HTK : A part chez Voon.
Dono : Mais depuis Mars 2013, on a
pas fait beaucoup de morceaux, on a pas beaucoup travaillé
ensemble...Ce showcase à la Face Cachée nous permettra de nous
remettre dans le bain, essayer de se remettre dans le rythme. On
cherche pas à être visible, on aime bien faire de la musique
ensemble, c'est ce qui nous pousse à continuer. On est pas du genre
à enregistrer, faire un clip, publier...On joue à la Face Caché,
si y'a des gens, si y'a pas de gens tant pis. On se fait plaisir.
WAS : Je vous ai découvert l'an dernier au
lancement de la Géométrie Variable, je connaissais pas du tout et
c'est vraiment le truc qui m'avait le plus plu de tout le concert...
Dono : On avait fait un truc...
HTK : ...assez spécial.
Dono : On avait joué en début de
soirée pour pas plomber l'ambiance après... on avait choisi de
faire un truc sans pause entre les morceaux, ça avait duré 40
minutes avec des images projetées, des extraits du film « Nuit
et brouillard » d'Alain Resnais et avec une atmosphère très
noir&blanc, sombre, pas de discours entre les morceaux, pas
d'interaction avec le public (c'est ce qu'on s'est toujours dit, on
est pas là pour faire un one man show). On fait un concert, on vient
jouer des chansons, y'a pas à raconter des blagues, certains le font
très bien, nous c'est pas notre truc...ça serait artificiel, parce
qu'on est pas forcément à l'aise avec le public, ni sur scène.
C'est vrai qu'on a beaucoup bossé pour cette soirée, on a eu pas
mal de retours, des retours de gens qui n'avaient pas compris,
pourquoi ces images derrières etc... mais en même temps on savait
que c'était un truc hyper casse-gueule, on est arrivé avec un
concept comme ça : on vous parle pas, on dit des trucs un peu
sombres, on met des images de camps de concentration...dit comme ça
c'est pas le truc le plus vendeur mais en même temps la démarche n'est pas de vendre notre truc, c'est d'avoir un truc cohérent,
qui suscite soit l'adhésion, soit le rejet total...on voulait aller
au bout de la démarche : on a notre univers, on a notre
ambiance, on le fait, point. Moi j'étais assez fier de ce qu'on a
fait ce soir là.
WAS : Quel a été pour vous, le meilleur souvenir que vous avez eu ensemble, avec DO:NO ?
HTK : Ca devait être Epinal
(rires)...non c'est une blague.
Dono : Y'avait 7 personnes
dans la salle qui étaient debout (dont 3-4 de la Géométrie
Variable).
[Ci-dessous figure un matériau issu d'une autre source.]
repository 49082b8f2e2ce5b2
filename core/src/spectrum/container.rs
use crate::spectrum::{Report, SpectrumPoint, WaveNumberComparator};
use serde::{Deserialize, Serialize};

/// Identified sequence of spectral points plus its annotations.
///
/// Point order is whatever the producer appended; only operations that
/// both require and establish ascending order may assume it.
#[derive(Debug, Clone, Default, PartialEq, Serialize, Deserialize)]
pub struct Spectrum {
    id: String,
    #[serde(default)]
    report: Report,
    points: Vec<SpectrumPoint>,
}

impl Spectrum {
    pub fn new(id: impl Into<String>) -> Self {
        Self {
            id: id.into(),
            report: Report::new(),
            points: Vec::new(),
        }
    }

    pub fn with_points(id: impl Into<String>, points: Vec<SpectrumPoint>) -> Self {
        Self {
            id: id.into(),
            report: Report::new(),
            points,
        }
    }

    /// Builds a spectrum from parallel wave-number and amplitude slices.
    pub fn from_pairs(id: impl Into<String>, wave_numbers: &[f32], amplitudes: &[f32]) -> Self {
        let points = wave_numbers
            .iter()
            .zip(amplitudes)
            .map(|(&wave, &amplitude)| SpectrumPoint::new(wave, amplitude))
            .collect();
        Self::with_points(id, points)
    }

    pub fn id(&self) -> &str {
        &self.id
    }

    pub fn set_id(&mut self, id: impl Into<String>) {
        self.id = id.into();
    }

    pub fn report(&self) -> &Report {
        &self.report
    }

    pub fn report_mut(&mut self) -> &mut Report {
        &mut self.report
    }

    pub fn points(&self) -> &[SpectrumPoint] {
        &self.points
    }

    pub fn len(&self) -> usize {
        self.points.len()
    }

    pub fn is_empty(&self) -> bool {
        self.points.is_empty()
    }

    pub fn first(&self) -> Option<&SpectrumPoint> {
        self.points.first()
    }

    pub fn last(&self) -> Option<&SpectrumPoint> {
        self.points.last()
    }

    pub fn push(&mut self, point: SpectrumPoint) {
        self.points.push(point);
    }

    pub fn extend<I: IntoIterator<Item = SpectrumPoint>>(&mut self, points: I) {
        self.points.extend(points);
    }

    /// Same identity and report, no points.
    pub fn header(&self) -> Spectrum {
        Spectrum {
            id: self.id.clone(),
            report: self.report.clone(),
            points: Vec::new(),
        }
    }

    /// Header of this spectrum holding `points` instead of its own.
    pub fn derive(&self, points: Vec<SpectrumPoint>) -> Spectrum {
        let mut derived = self.header();
        derived.points = points;
        derived
    }

    /// Copy of this spectrum with amplitudes replaced in order.
    ///
    /// `amplitudes` must hold one value per point.
    pub fn with_amplitudes(&self, amplitudes: &[f32]) -> Spectrum {
        let points = self
            .points
            .iter()
            .zip(amplitudes)
            .map(|(point, &amplitude)| point.with_amplitude(amplitude))
            .collect();
        self.derive(points)
    }

    pub fn wave_numbers(&self) -> Vec<f32> {
        self.points.iter().map(SpectrumPoint::wave_number).collect()
    }

    /// Numeric feature vector used by batch filters and subset selection.
    pub fn amplitudes(&self) -> Vec<f32> {
        self.points.iter().map(SpectrumPoint::amplitude).collect()
    }

    pub fn is_sorted(&self) -> bool {
        WaveNumberComparator::ascending().is_sorted(&self.points)
    }

    pub fn sort(&mut self) {
        WaveNumberComparator::ascending().sort(&mut self.points);
    }

    /// Sorted copy of this spectrum.
    pub fn sorted(&self) -> Spectrum {
        let mut sorted = self.clone();
        sorted.sort();
        sorted
    }
}
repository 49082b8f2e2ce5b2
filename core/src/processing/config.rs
use crate::prelude::{CombineMode, SpectrumResult, Transform};
use crate::processing::{
    Downsample, DownsampleConfig, EquiDistance, EquiDistanceConfig, MultiFilter,
    MultiplicativeScatterCorrection, PassThrough, RangeScale, RangeScaleConfig, SavitzkyGolay,
    SavitzkyGolayConfig, StandardNormalVariate,
};
use serde::{Deserialize, Serialize};

/// Serializable description of a filter, as written in workflow files.
#[derive(Debug, Clone, PartialEq, Serialize, Deserialize)]
#[serde(tag = "type", rename_all = "snake_case")]
pub enum FilterConfig {
    PassThrough,
    EquiDistance(EquiDistanceConfig),
    Downsample(DownsampleConfig),
    SavitzkyGolay(SavitzkyGolayConfig),
    StandardNormalVariate,
    RangeScale(RangeScaleConfig),
    Msc,
    Multi {
        #[serde(default)]
        mode: CombineMode,
        filters: Vec<FilterConfig>,
    },
}

impl FilterConfig {
    pub fn build(&self) -> SpectrumResult<Box<dyn Transform>> {
        let filter: Box<dyn Transform> = match self {
            FilterConfig::PassThrough => Box::new(PassThrough),
            FilterConfig::EquiDistance(config) => Box::new(EquiDistance::new(config.clone())),
            FilterConfig::Downsample(config) => Box::new(Downsample::new(config.clone())?),
            FilterConfig::SavitzkyGolay(config) => Box::new(SavitzkyGolay::new(config.clone())?),
            FilterConfig::StandardNormalVariate => Box::new(StandardNormalVariate::new()),
            FilterConfig::RangeScale(config) => Box::new(RangeScale::new(config.clone())),
            FilterConfig::Msc => Box::new(MultiplicativeScatterCorrection::new()),
            FilterConfig::Multi { mode, filters } => Box::new(MultiFilter::with_filters(
                *mode,
                filters
                    .iter()
                    .map(FilterConfig::build)
                    .collect::<SpectrumResult<Vec<_>>>()?,
            )),
        };
        Ok(filter)
    }
}
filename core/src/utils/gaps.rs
use crate::prelude::SpectrumError;
use crate::spectrum::{Spectrum, SpectrumPoint};
use crate::utils::algebra::minus;
use crate::utils::search::find_exact;
use serde::{Deserialize, Serialize};
use std::fmt;
use std::str::FromStr;

/// How wave numbers missing from a target spectrum are filled in.
#[derive(Debug, Clone, Copy, PartialEq, Eq, Default, Serialize, Deserialize)]
#[serde(rename_all = "snake_case")]
pub enum GapFilling {
    /// Leave gaps open.
    #[default]
    Nothing,
    /// Insert zero amplitudes.
    Zero,
    /// Copy the reference amplitude.
    Original,
    /// Ramp linearly between the amplitudes bordering each gap.
    Connect,
}

impl fmt::Display for GapFilling {
    fn fmt(&self, f: &mut fmt::Formatter<'_>) -> fmt::Result {
        let name = match self {
            GapFilling::Nothing => "nothing",
            GapFilling::Zero => "zero",
            GapFilling::Original => "original",
            GapFilling::Connect => "connect",
        };
        write!(f, "{}", name)
    }
}

impl FromStr for GapFilling {
    type Err = SpectrumError;

    fn from_str(s: &str) -> Result<Self, Self::Err> {
        match s {
            "nothing" => Ok(GapFilling::Nothing),
            "zero" => Ok(GapFilling::Zero),
            "original" => Ok(GapFilling::Original),
            "connect" => Ok(GapFilling::Connect),
            other => Err(SpectrumError::UnhandledVariant(format!(
                "gap filling '{}'",
                other
            ))),
        }
    }
}

/// Copy of `target` with a point added for every wave number of
/// `reference` that `target` lacks.
///
/// Added points are appended after the target's own points.
pub fn fill_gaps(target: &Spectrum, reference: &Spectrum, strategy: GapFilling) -> Spectrum {
    let mut result = target.clone();
    match strategy {
        GapFilling::Nothing => {}
        GapFilling::Zero => {
            let missing = minus(reference, target);
            result.extend(missing.points().iter().map(|point| point.with_amplitude(0.0)));
        }
        GapFilling::Original => {
            let missing = minus(reference, target);
            result.extend(missing.points().iter().copied());
        }
        GapFilling::Connect => {
            result.extend(connect_gaps(target, reference));
        }
    }
    result
}

/// Ramped points for each run of reference wave numbers absent from
/// `target`. A run touching either end of `reference` ramps from or to 0.
/// Ramp steps are rounded to whole numbers with halves rounded up, so a
/// descending half step lands on the higher value.
fn connect_gaps(target: &Spectrum, reference: &Spectrum) -> Vec<SpectrumPoint> {
    let known = target.sorted();
    let amplitude_in_target = |wave_number: f32| {
        find_exact(known.points(), wave_number).map(|index| known.points()[index].amplitude())
    };

    let points = reference.points();
    let mut added = Vec::new();
    let mut index = 0;
    while index < points.len() {
        if amplitude_in_target(points[index].wave_number()).is_some() {
            index += 1;
            continue;
        }

        let first = index;
        while index < points.len() && amplitude_in_target(points[index].wave_number()).is_none() {
            index += 1;
        }
        let run = &points[first..index];

        let start = match first.checked_sub(1) {
            Some(anchor) => amplitude_in_target(points[anchor].wave_number()).unwrap_or(0.0),
            None => 0.0,
        };
        let end = points
            .get(index)
            .and_then(|point| amplitude_in_target(point.wave_number()))
            .unwrap_or(0.0);
        let delta = (end - start) / (run.len() + 1) as f32;

        added.extend(run.iter().enumerate().map(|(offset, point)| {
            let step = (offset + 1) as f32;
            point.with_amplitude(start + (step * delta + 0.5).floor())
        }));
    }
    added
}
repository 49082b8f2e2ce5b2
pub mod profile;
pub mod template;
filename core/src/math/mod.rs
pub mod interpolation;
pub mod matrix;
pub mod savitzky_golay;
pub mod stats;

pub use matrix::MatrixHelper;
pub use stats::StatsHelper;
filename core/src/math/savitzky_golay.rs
use crate::math::matrix::MatrixHelper;
use crate::prelude::{SpectrumError, SpectrumResult};
use ndarray::Array2;

/// Convolution weights for a Savitzky-Golay window spanning `left` points
/// before and `right` points after the centre.
///
/// `derivative` 0 smooths; higher orders differentiate with unit spacing.
pub fn coefficients(
    left: usize,
    right: usize,
    polynomial: usize,
    derivative: usize,
) -> SpectrumResult<Vec<f32>> {
    let window = left + right + 1;
    if polynomial >= window {
        return Err(SpectrumError::InvalidInput(format!(
            "polynomial order {} needs a window wider than {}",
            polynomial, window
        )));
    }
    if derivative > polynomial {
        return Err(SpectrumError::InvalidInput(format!(
            "derivative order {} exceeds polynomial order {}",
            derivative, polynomial
        )));
    }

    let design = Array2::from_shape_fn((window, polynomial + 1), |(row, power)| {
        let offset = row as f64 - left as f64;
        offset.powi(power as i32)
    });
    let normal = MatrixHelper::multiply(design.t(), design.view());
    let inverse = MatrixHelper::invert(normal.view()).ok_or_else(|| {
        SpectrumError::InvalidInput("singular Savitzky-Golay design matrix".into())
    })?;
    let projection = MatrixHelper::multiply(inverse.view(), design.t());

    let factorial: f64 = (1..=derivative).map(|k| k as f64).product();
    Ok(projection
        .row(derivative)
        .iter()
        .map(|&weight| (weight * factorial) as f32)
        .collect())
}
//! Set operations over spectra keyed by wave number.
//!
//! Results are always built on the header of the first operand so its
//! identity and report survive.

use crate::spectrum::{Spectrum, SpectrumPoint};
use ordered_float::OrderedFloat;
use std::collections::BTreeMap;

/// Sorted wave numbers of a spectrum, for membership tests that do not
/// depend on the spectrum's own point order.
struct WaveIndex {
    waves: Vec<f32>,
}

impl WaveIndex {
    fn new(spectrum: &Spectrum) -> Self {
        let mut waves = spectrum.wave_numbers();
        waves.sort_by(f32::total_cmp);
        Self { waves }
    }

    fn contains(&self, wave_number: f32) -> bool {
        self.waves
            .binary_search_by(|wave| wave.total_cmp(&wave_number))
            .is_ok()
    }
}

/// All points of `a`, then the points of `b` whose wave number `a` lacks.
pub fn union(a: &Spectrum, b: &Spectrum) -> Spectrum {
    let index = WaveIndex::new(a);
    let mut result = a.clone();
    result.extend(
        b.points()
            .iter()
            .filter(|point| !index.contains(point.wave_number()))
            .copied(),
    );
    result
}

/// Points of `a` whose wave number is absent from `b`.
pub fn minus(a: &Spectrum, b: &Spectrum) -> Spectrum {
    let index = WaveIndex::new(b);
    let points = a
        .points()
        .iter()
        .filter(|point| !index.contains(point.wave_number()))
        .copied()
        .collect();
    a.derive(points)
}

/// Points of `a` whose wave number is present in `b`.
pub fn intersect(a: &Spectrum, b: &Spectrum) -> Spectrum {
    let index = WaveIndex::new(b);
    let points = a
        .points()
        .iter()
        .filter(|point| index.contains(point.wave_number()))
        .copied()
        .collect();
    a.derive(points)
}

/// Maximal runs of consecutive points of `a` (in `a`'s order) that are
/// missing from `b`, each as its own header-based spectrum.
pub fn missing_regions(a: &Spectrum, b: &Spectrum) -> Vec<Spectrum> {
    let index = WaveIndex::new(b);
    let mut regions = Vec::new();
    let mut current: Vec<SpectrumPoint> = Vec::new();

    for point in a.points() {
        if index.contains(point.wave_number()) {
            if !current.is_empty() {
                regions.push(a.derive(std::mem::take(&mut current)));
            }
        } else {
            current.push(*point);
        }
    }
    if !current.is_empty() {
        regions.push(a.derive(current));
    }

    regions
}

/// Pools the points of all spectra by wave number.
///
/// The first spectrum to contribute a wave number keeps it. Output uses
/// the header of the first spectrum and lists pooled points ascending.
/// An empty list yields `None`; a single spectrum is returned as is.
pub fn merge(spectra: Vec<Spectrum>) -> Option<Spectrum> {
    let mut spectra = spectra.into_iter();
    let first = spectra.next()?;
    let others: Vec<Spectrum> = spectra.collect();
    if others.is_empty() {
        return Some(first);
    }

    let mut pool: BTreeMap<OrderedFloat<f32>, SpectrumPoint> = BTreeMap::new();
    for spectrum in std::iter::once(&first).chain(others.iter()) {
        for point in spectrum.points() {
            pool.entry(OrderedFloat(point.wave_number()))
                .or_insert(*point);
        }
    }

    Some(first.derive(pool.into_values().collect()))
}

#[cfg(test)]
mod tests {
    use super::*;
    use rand::rngs::StdRng;
    use rand::{Rng, SeedableRng};
    use std::collections::BTreeSet;

    fn spectrum(id: &str, waves: &[f32]) -> Spectrum {
        let amplitudes: Vec<f32> = waves.iter().map(|w| w * 2.0).collect();
        Spectrum::from_pairs(id, waves, &amplitudes)
    }

    fn wave_set(spectrum: &Spectrum) -> BTreeSet<OrderedFloat<f32>> {
        spectrum.points().iter().map(|p| OrderedFloat(p.wave_number())).collect()
    }

    fn random_spectrum(rng: &mut StdRng, id: &str) -> Spectrum {
        let mut waves: Vec<f32> = (0..rng.gen_range(0..15))
            .map(|_| rng.gen_range(0..30) as f32)
            .collect();
        waves.sort_by(f32::total_cmp);
        waves.dedup();
        spectrum(id, &waves)
    }

    #[test]
    fn union_appends_unmatched_points_in_order() {
        let a = spectrum("a", &[1.0, 3.0]);
        let b = spectrum("b", &[4.0, 3.0, 2.0]);
        let result = union(&a, &b);
        assert_eq!(result.id(), "a");
        assert_eq!(result.wave_numbers(), vec![1.0, 3.0, 4.0, 2.0]);
    }

    #[test]
    fn minus_and_intersect_partition_a() {
        let a = spectrum("a", &[1.0, 2.0, 3.0, 4.0]);
        let b = spectrum("b", &[2.0, 4.0]);
        assert_eq!(minus(&a, &b).wave_numbers(), vec![1.0, 3.0]);
        assert_eq!(intersect(&a, &b).wave_numbers(), vec![2.0, 4.0]);
    }

    #[test]
    fn set_algebra_laws_hold_on_random_inputs() {
        let mut rng = StdRng::seed_from_u64(3);
        for _ in 0..100 {
            let a = random_spectrum(&mut rng, "a");
            let b = random_spectrum(&mut rng, "b");

            let united = union(&a, &b);
            assert!(united.len() <= a.len() + b.len());
            let united_waves = wave_set(&united);
            assert!(wave_set(&a).is_subset(&united_waves));
            assert!(wave_set(&b).is_subset(&united_waves));
            assert_eq!(united_waves.len(), united.len());

            let common = intersect(&a, &b);
            assert!(wave_set(&common).is_subset(&wave_set(&a)));
            assert!(wave_set(&common).is_subset(&wave_set(&b)));

            assert_eq!(
                wave_set(&minus(&a, &common)),
                wave_set(&minus(&a, &b))
            );
        }
    }

    #[test]
    fn missing_regions_splits_on_shared_points() {
        let a = spectrum("a", &[1.0, 2.0, 3.0, 4.0, 5.0, 6.0]);
        let b = spectrum("b", &[3.0, 4.0]);
        let regions = missing_regions(&a, &b);
        assert_eq!(regions.len(), 2);
        assert_eq!(regions[0].wave_numbers(), vec![1.0, 2.0]);
        assert_eq!(regions[1].wave_numbers(), vec![5.0, 6.0]);
        assert!(regions.iter().all(|r| r.id() == "a"));
    }

    #[test]
    fn missing_regions_is_empty_when_nothing_is_missing() {
        let a = spectrum("a", &[1.0, 2.0]);
        assert!(missing_regions(&a, &a).is_empty());
    }

    #[test]
    fn merge_keeps_first_writer() {
        let a = Spectrum::from_pairs("a", &[1.0, 2.0], &[10.0, 20.0]);
        let b = Spectrum::from_pairs("b", &[2.0, 3.0], &[99.0, 30.0]);

        let merged = merge(vec![a.clone(), b.clone()]).unwrap();
        assert_eq!(merged.id(), "a");
        assert_eq!(merged.wave_numbers(), vec![1.0, 2.0, 3.0]);
        assert_eq!(merged.amplitudes(), vec![10.0, 20.0, 30.0]);

        let reversed = merge(vec![b, a]).unwrap();
        assert_eq!(reversed.id(), "b");
        assert_eq!(reversed.amplitudes(), vec![10.0, 99.0, 30.0]);
    }

    #[test]
    fn merge_special_cases() {
        assert!(merge(Vec::new()).is_none());
        let single = Spectrum::from_pairs("s", &[2.0, 1.0], &[1.0, 2.0]);
        let merged = merge(vec![single.clone()]).unwrap();
        assert_eq!(merged, single);
    }
}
Et les gens étaient assis sur le côté de la salle
(c'était une salle très bizarre), et ils nous regardaient comme
ça : O-O … On jouait avec un groupe de là bas qui faisaient
du rap, et nous on jouait en premier, c'était un dimanche, ou un
jour férié, il pleuvait, c'était l'hiver, à Epinal... c'était
l'enfer quoi !
HTK : Sur le retour j'ai cassé la
colonne de ma voiture, ce qui fait qu'on a fait Epinal-Metz à 40 sur
l'autoroute...sur la bande d'arrêt d'urgence.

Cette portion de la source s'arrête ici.